# XM Roady hardwire completed!



## photo2000a (Mar 9, 2004)

*xm on nav*

super looking install, i didn't even know someone made a glass mount sat antenna, i gotta check that out!

I realize i could be totally mistaken, but i seem to remember reading , i think here, perhaps another board, that the 3series even w/nav can use a XM radio and have it function/integrate with the bmw factory radio head or nav head (ie not via aux)

they seemed to say in the post it would work exactly as the sirius does

is that true??? i'd guess that would be a better way to add xm then say a aux/ and mounting a xm head

and i am in no way knocking your super lookn install!! love that smg

i was just really ciourious , i have sirus now, but if they go under or i want to switch i'd like to think all i have to do is switch box's and be able to maintain by head integration

ml


----------



## ZBB 325Ci (Dec 19, 2001)

Nice install that I just now saw... I just did a similar XM Roady install over the weekend in my car, including putting it in the same center console sliding cover box that replaces the cupholders.

I did do a couple things differently:
1) I have an '01, so no Aux-in is avail from BMW. I had previously put in a Blitzsafe adapter to allow Aux-in through the CD changer -- so that provides the audio-in.

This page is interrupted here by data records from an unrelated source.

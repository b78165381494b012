//! Format detection and format-agnostic load/save

use crate::artifact::payload_path;
use crate::dataset::DynamicDataset;
use crate::error::{Error, FormatError, Result};
use crate::{binary, text, LoadOptions, SaveOptions};
use std::fmt;
use std::path::Path;
use tracing::debug;

/// On-disk dataset encodings
#[derive(Debug, Clone, Copy, PartialEq, Eq, Hash)]
#[cfg_attr(feature = "cli", derive(clap::ValueEnum))]
#[cfg_attr(feature = "serde", derive(serde::Serialize, serde::Deserialize))]
#[cfg_attr(feature = "serde", serde(rename_all = "lowercase"))]
pub enum FileFormat {
    /// `BINARY` metadata artifact plus raw payload
    Binary,
    /// Whitespace-delimited numeric text
    Text,
}

impl fmt::Display for FileFormat {
    fn fmt(&self, f: &mut fmt::Formatter<'_>) -> fmt::Result {
        f.write_str(match self {
            FileFormat::Binary => "binary",
            FileFormat::Text => "text",
        })
    }
}

/// Identify the encoding of `path`. The binary check runs first.
pub fn sniff(path: impl AsRef<Path>) -> Result<Option<FileFormat>> {
    let path = path.as_ref();
    let format = if binary::check(path)? {
        Some(FileFormat::Binary)
    } else if text::check(path)? {
        Some(FileFormat::Text)
    } else {
        None
    };
    debug!(path = %path.display(), format = ?format, "sniffed");
    Ok(format)
}

/// Load whichever encoding `path` holds.
///
/// A path naming a metadata artifact loads its storage pair. An
/// unrecognized file is read as a raw binary payload when the options
/// carry both rows and cols.
pub fn load(path: impl AsRef<Path>, options: &LoadOptions) -> Result<DynamicDataset> {
    let path = path.as_ref();
    match sniff(path)? {
        Some(FileFormat::Binary) => binary::load(payload_path(path), options),
        Some(FileFormat::Text) => text::load(path, options),
        None if options.shape().is_some() => binary::load(path, options),
        None => Err(Error::format(path, FormatError::Unrecognized)),
    }
}

/// Save with default [`SaveOptions`]
pub fn save(dataset: &DynamicDataset, path: impl AsRef<Path>, format: FileFormat) -> Result<()> {
    save_with(dataset, path, format, &SaveOptions::default())
}

pub fn save_with(
    dataset: &DynamicDataset,
    path: impl AsRef<Path>,
    format: FileFormat,
    options: &SaveOptions,
) -> Result<()> {
    match format {
        FileFormat::Binary => dataset.save_binary(path, options),
        FileFormat::Text => dataset.save_text(path, options),
    }
}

For reference, the audio cable runs from the Blitzsafe in the trunk, under the back seat, under the carpet on the transmission tunnel and into the center console.

2) For power, I tapped into the switched power avail in the cell-phone prewire. Inspired by the "Technical Reference" page of http://how.to/startac , I built an adapter that plugs into the 18-pin harness (it was my first-ever soldering/electronics project) that allowed me to wire up a lighter socket that now sits under the center console. I plugged the stock Roady power supply into this. Advantage is that I didn't have to cut into any wires on the car or on the Roady...

3) Antenna position is similar -- except that I have no wire exposed (I have Sand interior and the wire really stood out). I just butted the antenna up to the end of the plastic cover for the child-seat anchor. There is a depressed area on the rear parcel shelf there that the antenna doesn't fit into, but it does sit there OK with just two ends of the antenna in contact with the shelf (there is space under it in the middle. Antenna line goes into the trunk and then follows the Aux-in line under the rear seat and carpet to the center console.

I'll probably fiddle a little with this -- possibly add a 2nd lighter socket so I can also keep an iPod or phone charger hidden in the center console (I may put the 2nd socket in the back of the sliding cover box so I can swap power supplies).

Also thinking about hard-wiring in my Garmin iQue, but don't know where I'd put the iQue or how to control volume if I wired it in to the cell-phone speaker. We'll see...

ZBB


----------